In this example, we will detect the language that the phrase Hello, world is written in.

  1. To detect the language of the text, pass it in the detectLanguage request body:

    $ export FOLDER_ID=b1gvmob95yysaplct532
    $ export IAM_TOKEN=CggaATEVAgA...
    $ export TEXT="Hello, world"
    $ curl -X POST \
        -H "Content-Type: application/json" \
        -H "Authorization: Bearer ${IAM_TOKEN}" \
        -d "{\"folder_id\": \"${FOLDER_ID}\", \"text\": \"${TEXT}\"}" \
        "https://translate.api.cloud.yandex.net/translate/v2/detect"
    

    The service responds with the language code of the source text:

    {
        "languageCode": "en"
    }
    
  2. To find out what language corresponds to the received code, use the listLanguages method:

    curl -X POST \
        -H "Content-Type: application/json" \
        -H "Authorization: Bearer ${IAM_TOKEN}" \
        -d "{\"folder_id\": \"${FOLDER_ID}\"}" \
        "https://translate.api.cloud.yandex.net/translate/v2/languages"
    

    The response will contain a list of language names in the corresponding language:

    {
        "languages": [
            {
            "code": "az",
            "name": "azərbaycan"
            },
            {
            "code": "sq",
            "name": "shqip"
            },
            {
            "code": "am",
            "name": "አማርኛ"
            },
            {
            "code": "en",
            "name": "English"
            },
            ...
        ]
    }
    

Specify the most likely languages

In some languages, one and the same word has the same spelling. For example, the English word hand is also written as hand in German, Swedish, and Dutch. If the text you transmit contains words like this, SpeechKit may detect the source language incorrectly.

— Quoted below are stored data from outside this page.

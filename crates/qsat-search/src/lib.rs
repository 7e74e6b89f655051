//! Grover search over Boolean expressions.
//!
//! Turns a [`BoolExpr`](qsat_logic::BoolExpr) into a phase oracle, wraps it
//! in an [`AmplificationProblem`] and runs [`Grover`] rounds against any
//! [`Backend`](qsat_hal::Backend) until a measured bitstring satisfies the
//! expression.
//!
//! # Example
//!
//! ```rust
//! use qsat_search::{AmplificationProblem, Grover, PhaseOracle};
//! use qsat_adapter_sim::SimulatorBackend;
//!
//! # let rt = tokio::runtime::Builder::new_current_thread().build().unwrap();
//! # rt.block_on(async {
//! let oracle = PhaseOracle::from_expression("a & ~b & c").unwrap();
//! let problem = AmplificationProblem::from_oracle(&oracle);
//!
//! let backend = SimulatorBackend::new().with_seed(1);
//! let result = Grover::default()
//!     .with_optimal(1)
//!     .with_seed(1)
//!     .amplify(&backend, &problem)
//!     .await
//!     .unwrap();
//!
//! assert_eq!(result.iterations, vec![2]);
//! assert_eq!(result.solution(), Some("101"));
//! # });
//! ```
//!
//! # Synthesis
//!
//! | Method | Gates | Notes |
//! |--------|-------|-------|
//! | [`Synthesis::Anf`] | one MCZ per ANF monomial | default; constant term becomes a global phase |
//! | [`Synthesis::Minterm`] | X-conjugated MCZ per solution | adjacent X pairs cancelled |

pub mod error;
pub mod grover;
pub mod operator;
pub mod oracle;
pub mod problem;
pub mod result;

pub use error::{SearchError, SearchResult};
pub use grover::{
    DEFAULT_GROWTH_RATE, DEFAULT_SHOTS, Grover, GroverOptions, IterationSchedule,
    optimal_num_iterations, success_probability,
};
pub use operator::{construct_circuit, grover_operator};
pub use oracle::{PhaseOracle, Synthesis};
pub use problem::{AmplificationProblem, GoodStatePredicate};
pub use result::GroverResult;
//! Config command implementation.

use anyhow::Result;

use crate::config::QsatConfig;

/// Print the effective configuration as YAML.
pub fn execute(config: &QsatConfig) -> Result<()> {
    print!("{}", config.to_yaml()?);
    Ok(())
}
//! Recursive-descent parser for Boolean expressions.
//!
//! Precedence, loosest first: `<->`, `->` (right-associative), `|`, `^`,
//! `&`, then prefix `~`.

use rustc_hash::FxHashMap;
use tracing::debug;

use crate::ast::{BoolExpr, Expr, VarId};
use crate::error::{LogicError, LogicResult};
use crate::lexer::{SpannedToken, Token, tokenize};

/// Deepest nesting of `~` and parentheses accepted.
pub const MAX_DEPTH: usize = 256;

/// Parse an expression string.
pub fn parse(source: &str) -> LogicResult<BoolExpr> {
    let mut parser = Parser::new(source)?;
    if parser.is_eof() {
        return Err(LogicError::EmptyExpression);
    }
    let root = parser.parse_iff()?;
    if let Some(token) = parser.tokens.get(parser.pos) {
        return Err(LogicError::UnexpectedToken {
            position: token.span.start,
            expected: "operator or end of input".into(),
            found: token.token.to_string(),
        });
    }
    debug!(
        variables = parser.variables.len(),
        tokens = parser.tokens.len(),
        "parsed expression"
    );
    Ok(BoolExpr::new(root, parser.variables))
}

/// Parser state.
struct Parser {
    tokens: Vec<SpannedToken>,
    pos: usize,
    variables: Vec<String>,
    index: FxHashMap<String, VarId>,
    depth: usize,
}

impl Parser {
    fn new(source: &str) -> LogicResult<Self> {
        let mut tokens = Vec::new();
        for result in tokenize(source) {
            match result {
                Ok(t) => tokens.push(t),
                Err((span, message)) => {
                    return Err(LogicError::Lexer {
                        position: span.start,
                        message,
                    });
                }
            }
        }
        Ok(Self {
            tokens,
            pos: 0,
            variables: Vec::new(),
            index: FxHashMap::default(),
            depth: 0,
        })
    }

    fn is_eof(&self) -> bool {
        self.pos >= self.tokens.len()
    }

    fn peek(&self) -> Option<&Token> {
        self.tokens.get(self.pos).map(|t| &t.token)
    }

    fn advance(&mut self) -> Option<SpannedToken> {
        let token = self.tokens.get(self.pos).cloned();
        if token.is_some() {
            self.pos += 1;
        }
        token
    }

    fn consume(&mut self, token: &Token) -> bool {
        if self.peek() == Some(token) {
            self.pos += 1;
            true
        } else {
            false
        }
    }

    fn enter(&mut self) -> LogicResult<()> {
        self.depth += 1;
        if self.depth > MAX_DEPTH {
            return Err(LogicError::TooDeep { max: MAX_DEPTH });
        }
        Ok(())
    }

    fn parse_iff(&mut self) -> LogicResult<Expr> {
        let mut lhs = self.parse_implies()?;
        while self.consume(&Token::Iff) {
            let rhs = self.parse_implies()?;
            lhs = Expr::Iff(Box::new(lhs), Box::new(rhs));
        }
        Ok(lhs)
    }

    fn parse_implies(&mut self) -> LogicResult<Expr> {
        let lhs = self.parse_or()?;
        if self.consume(&Token::Implies) {
            let rhs = self.parse_implies()?;
            return Ok(Expr::Implies(Box::new(lhs), Box::new(rhs)));
        }
        Ok(lhs)
    }

    fn parse_or(&mut self) -> LogicResult<Expr> {
        self.parse_chain(&Token::Or, Expr::Or, Self::parse_xor)
    }

    fn parse_xor(&mut self) -> LogicResult<Expr> {
        self.parse_chain(&Token::Xor, Expr::Xor, Self::parse_and)
    }

    fn parse_and(&mut self) -> LogicResult<Expr> {
        self.parse_chain(&Token::And, Expr::And, Self::parse_unary)
    }

    /// Collect `operand (op operand)*` into one n-ary node.
    fn parse_chain(
        &mut self,
        op: &Token,
        build: fn(Vec<Expr>) -> Expr,
        operand: fn(&mut Self) -> LogicResult<Expr>,
    ) -> LogicResult<Expr> {
        let first = operand(self)?;
        if self.peek() != Some(op) {
            return Ok(first);
        }
        let mut operands = vec![first];
        while self.consume(op) {
            operands.push(operand(self)?);
        }
        Ok(build(operands))
    }

    fn parse_unary(&mut self) -> LogicResult<Expr> {
        if self.consume(&Token::Not) {
            self.enter()?;
            let inner = self.parse_unary()?;
            self.depth -= 1;
            return Ok(Expr::Not(Box::new(inner)));
        }
        self.parse_primary()
    }

    fn parse_primary(&mut self) -> LogicResult<Expr> {
        let Some(SpannedToken { token, span }) = self.advance() else {
            return Err(LogicError::UnexpectedEof("operand".into()));
        };
        match token {
            Token::True => Ok(Expr::Const(true)),
            Token::False => Ok(Expr::Const(false)),
            Token::Identifier(name) => Ok(Expr::Var(self.intern(name))),
            Token::LParen => {
                self.enter()?;
                let inner = self.parse_iff()?;
                self.depth -= 1;
                match self.advance() {
                    Some(SpannedToken {
                        token: Token::RParen,
                        ..
                    }) => Ok(inner),
                    Some(other) => Err(LogicError::UnexpectedToken {
                        position: other.span.start,
                        expected: "')'".into(),
                        found: other.token.to_string(),
                    }),
                    None => Err(LogicError::UnexpectedEof("')'".into())),
                }
            }
            other => Err(LogicError::UnexpectedToken {
                position: span.start,
                expected: "operand".into(),
                found: other.to_string(),
            }),
        }
    }

    fn intern(&mut self, name: String) -> VarId {
        if let Some(id) = self.index.get(&name) {
            return *id;
        }
        let id = VarId(self.variables.len());
        self.variables.push(name.clone());
        self.index.insert(name, id);
        id
    }
}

To avoid mistakes, you can use the languageCodeHints field to specify which languages should be given priority when determining the language of the text:

{
    "folder_id": "b1gvmob95yysaplct532",
    "languageCodeHints":["ru", "de"],
    "text": "hand"
}

Save the request body in a file (for example, body.json) and pass it using the detectLanguage method:

$ export IAM_TOKEN=CggaATEVAgA...
$ curl -X POST \
    -H "Content-Type: application/json" \
    -H "Authorization: Bearer ${IAM_TOKEN}" \
    -d @body.json \
    "https://translate.api.cloud.yandex.net/translate/v2/detect"

{
    "languageCode": "de"
}